ReferencesFoster + Partners
Text description provided by the architects. Envisioned during a perceptive period in the former colonies history, the brief for the Hong Kong and Shanghai Bank Headquarters was simple: to create the best bank building in the world. Through a meticulous process of questions and challenges, including the involvement of a feng shui geomancer, Foster + Partners addresses the temperament of banking in Hong Kong and how it should be expressed in built form. By doing so, it virtually reinvented the office tower. More information after the break.
Foster responded to a site which has impressive views of Hong Kong Harbor to the north and Victoria Peak to the south, by creating a forty-seven-story rectangular prism with its long sides oriented to the veiws while mechanical and service functions close off the short east and west elevations.
The requirements to build in excess of one million square feet in a short timescale suggested a high degree of prefabrication, including factory-finished modules, while the need to build downwards and upwards in tandem led to the adoption of a suspension structure, with pairs of steel masts arranged in three bays. As a result, the building form is expressed in a stepped profile of three individual towers, respectively twenty-nine, thirty-six, and forty-four stories high, which create floors of varying width and depth and allow for garden terraces.

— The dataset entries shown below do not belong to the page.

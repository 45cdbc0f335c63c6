// ── Reconnection policy ──
//
// Pure state machine deciding whether and when to re-open the feed.
// Owns no timers and performs no IO: the feed supervisor feeds it
// transport events and arms the timers it asks for.
//
//   Idle → Connecting → Open → Closed → Connecting (retry) → … → Failed

use std::time::Duration;

use serde::Serialize;
use strum::Display;

use crate::config::ReconnectConfig;

/// Lifecycle of the feed connection as seen by the policy.
#[derive(Debug, Clone, Copy, PartialEq, Eq, Display, Serialize)]
#[strum(serialize_all = "snake_case")]
#[serde(tag = "state", rename_all = "snake_case")]
pub enum LinkState {
    /// Not started, or torn down.
    Idle,
    /// A connection attempt is in flight. `attempt` 0 is the initial connect.
    Connecting { attempt: u32 },
    /// Connected and receiving.
    Open,
    /// Disconnected; retry `attempt` is scheduled.
    Closed { attempt: u32 },
    /// Retries exhausted. Terminal until [`ReconnectPolicy::reset`].
    Failed,
}

impl LinkState {
    pub fn is_open(self) -> bool {
        matches!(self, Self::Open)
    }

    pub fn is_failed(self) -> bool {
        matches!(self, Self::Failed)
    }
}

/// What to do after a connection ended.
#[derive(Debug, Clone, Copy, PartialEq, Eq)]
pub enum CloseDecision {
    /// Schedule retry number `attempt` after `delay`.
    Retry { attempt: u32, delay: Duration },
    /// Stop retrying; surface a persistent error.
    GiveUp { attempts: u32 },
    /// The close did not apply to the current state (stale or duplicate).
    Ignore,
}

/// Bounded exponential backoff state machine.
#[derive(Debug, Clone)]
pub struct ReconnectPolicy {
    config: ReconnectConfig,
    state: LinkState,
    /// Consecutive retries since the last successful open.
    attempts: u32,
}

impl ReconnectPolicy {
    pub fn new(config: ReconnectConfig) -> Self {
        Self {
            config,
            state: LinkState::Idle,
            attempts: 0,
        }
    }

    pub fn state(&self) -> LinkState {
        self.state
    }

    pub fn attempts(&self) -> u32 {
        self.attempts
    }

    pub fn config(&self) -> &ReconnectConfig {
        &self.config
    }

    /// `Idle → Connecting`. Returns `true` if a connection should be opened.
    pub fn start(&mut self) -> bool {
        if self.state != LinkState::Idle {
            return false;
        }
        self.attempts = 0;
        self.state = LinkState::Connecting { attempt: 0 };
        true
    }

    /// `Connecting → Open`; resets the retry counter.
    pub fn on_open(&mut self) -> bool {
        if !matches!(self.state, LinkState::Connecting { .. }) {
            return false;
        }
        self.attempts = 0;
        self.state = LinkState::Open;
        true
    }

    /// Handle a close or error on the current connection.
    ///
    /// A failure while `Connecting` counts the same as losing an open link.
    pub fn on_close(&mut self) -> CloseDecision {
        if !matches!(self.state, LinkState::Open | LinkState::Connecting { .. }) {
            return CloseDecision::Ignore;
        }

        if self.attempts >= self.config.max_attempts {
            self.state = LinkState::Failed;
            return CloseDecision::GiveUp {
                attempts: self.attempts,
            };
        }

        let attempt = self.attempts + 1;
        self.state = LinkState::Closed { attempt };
        CloseDecision::Retry {
            attempt,
            delay: backoff_delay(attempt, &self.config),
        }
    }

    /// The retry timer fired: `Closed → Connecting`, counter incremented.
    ///
    /// Returns the attempt number to open, or `None` if no retry is pending.
    pub fn on_retry_due(&mut self) -> Option<u32> {
        let LinkState::Closed { attempt } = self.state else {
            return None;
        };
        self.attempts = attempt;
        self.state = LinkState::Connecting { attempt };
        Some(attempt)
    }

    /// Teardown: drop any pending retry and return to `Idle`.
    pub fn stop(&mut self) {
        self.state = LinkState::Idle;
        self.attempts = 0;
    }

    /// Manual retry after `Failed`: zero the counter and reconnect.
    ///
    /// Returns `true` if a connection should be opened.
    pub fn reset(&mut self) -> bool {
        if self.state != LinkState::Failed {
            return false;
        }
        self.attempts = 0;
        self.state = LinkState::Connecting { attempt: 0 };
        true
    }
}

// ── Backoff calculation ──────────────────────────────────────────────

/// `min(initial_delay * 2^attempt, max_delay)`, saturating on overflow.
pub fn backoff_delay(attempt: u32, config: &ReconnectConfig) -> Duration {
    2u32.checked_pow(attempt)
        .and_then(|factor| config.initial_delay.checked_mul(factor))
        .map_or(config.max_delay, |delay| delay.min(config.max_delay))
}

// ── Tests ────────────────────────────────────────────────────────────

#[cfg(test)]
mod tests {
    use super::*;
    use pretty_assertions::assert_eq;

    fn policy(max_attempts: u32) -> ReconnectPolicy {
        ReconnectPolicy::new(ReconnectConfig {
            initial_delay: Duration::from_millis(1000),
            max_delay: Duration::from_millis(30_000),
            max_attempts,
        })
    }

    #[test]
    fn backoff_follows_capped_doubling() {
        let config = ReconnectConfig::default();
        let delays: Vec<u128> = (0..8)
            .map(|a| backoff_delay(a, &config).as_millis())
            .collect();
        assert_eq!(
            delays,
            vec![1000, 2000, 4000, 8000, 16_000, 30_000, 30_000, 30_000]
        );
    }

    #[test]
    fn backoff_saturates_on_huge_attempts() {
        let config = ReconnectConfig::default();
        assert_eq!(backoff_delay(40, &config), config.max_delay);
        assert_eq!(backoff_delay(u32::MAX, &config), config.max_delay);
    }

    #[test]
    fn start_only_from_idle() {
        let mut p = policy(5);
        assert!(p.start());
        assert_eq!(p.state(), LinkState::Connecting { attempt: 0 });
        assert!(!p.start());
    }

    #[test]
    fn open_resets_counter() {
        let mut p = policy(5);
        p.start();
        p.on_close();
        p.on_retry_due();
        assert_eq!(p.attempts(), 1);

        assert!(p.on_open());
        assert_eq!(p.state(), LinkState::Open);
        assert_eq!(p.attempts(), 0);
    }

    #[test]
    fn three_failures_then_success() {
        let mut p = policy(5);
        p.start();

        let mut delays = Vec::new();
        for _ in 0..3 {
            match p.on_close() {
                CloseDecision::Retry { delay, .. } => delays.push(delay.as_millis()),
                other => panic!("expected retry, got {other:?}"),
            }
            p.on_retry_due();
        }
        assert_eq!(delays, vec![2000, 4000, 8000]);
        assert_eq!(p.state(), LinkState::Connecting { attempt: 3 });

        assert!(p.on_open());
        assert_eq!(p.attempts(), 0);
    }

    #[test]
    fn exhaustion_is_terminal() {
        let mut p = policy(2);
        p.start();

        assert!(matches!(p.on_close(), CloseDecision::Retry { attempt: 1, .. }));
        p.on_retry_due();
        assert!(matches!(p.on_close(), CloseDecision::Retry { attempt: 2, .. }));
        p.on_retry_due();
        assert_eq!(p.on_close(), CloseDecision::GiveUp { attempts: 2 });
        assert_eq!(p.state(), LinkState::Failed);

        // No further retries from the terminal state.
        assert_eq!(p.on_close(), CloseDecision::Ignore);
        assert_eq!(p.on_retry_due(), None);
        assert!(!p.on_open());
    }

    #[test]
    fn zero_max_attempts_fails_on_first_close() {
        let mut p = policy(0);
        p.start();
        assert_eq!(p.on_close(), CloseDecision::GiveUp { attempts: 0 });
    }

    #[test]
    fn open_then_close_schedules_first_retry() {
        let mut p = policy(5);
        p.start();
        p.on_open();
        assert_eq!(
            p.on_close(),
            CloseDecision::Retry {
                attempt: 1,
                delay: Duration::from_millis(2000)
            }
        );
        assert_eq!(p.state(), LinkState::Closed { attempt: 1 });
    }

    #[test]
    fn duplicate_close_is_ignored() {
        let mut p = policy(5);
        p.start();
        p.on_close();
        assert_eq!(p.on_close(), CloseDecision::Ignore);
    }

    #[test]
    fn stop_cancels_pending_retry() {
        let mut p = policy(5);
        p.start();
        p.on_close();
        p.stop();
        assert_eq!(p.state(), LinkState::Idle);
        assert_eq!(p.on_retry_due(), None);
    }

    #[test]
    fn reset_only_from_failed() {
        let mut p = policy(0);
        assert!(!p.reset());
        p.start();
        p.on_close();
        assert!(p.reset());
        assert_eq!(p.state(), LinkState::Connecting { attempt: 0 });
        assert_eq!(p.attempts(), 0);
    }

    #[test]
    fn link_state_display() {
        assert_eq!(LinkState::Idle.to_string(), "idle");
        assert_eq!(LinkState::Connecting { attempt: 2 }.to_string(), "connecting");
        assert_eq!(LinkState::Failed.to_string(), "failed");
    }
}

The mast structure allowed another drastic move, pushing the service cores to the perimeter so as to create deep plan floors around a ten-story atrium.
A mirrored "sunscoop" reflects sunlight down through the atrium to the floor of a public plaza below a sheltered space, which on weekends has become a lively picnic spot. From the plaza, escalators rise up to the main banking hall, with its glass underbelly conceived as a shopping window for banking.
The bridges that span between the masts define double-height reception areas that break down the scale of the building both visually and socially. A unique system of movement through the building combines high-speed lifts to the reception spaces with escalators beyond, reflecting village-like clusters of office floors.
From the outset, the Bank placed a high priority on flexibility. Consequently, over the years, it has been able to reconfigure office layouts with ease, even incorporating a large dealers room into one floor, an arrangement that was not thought possible when the building was designed.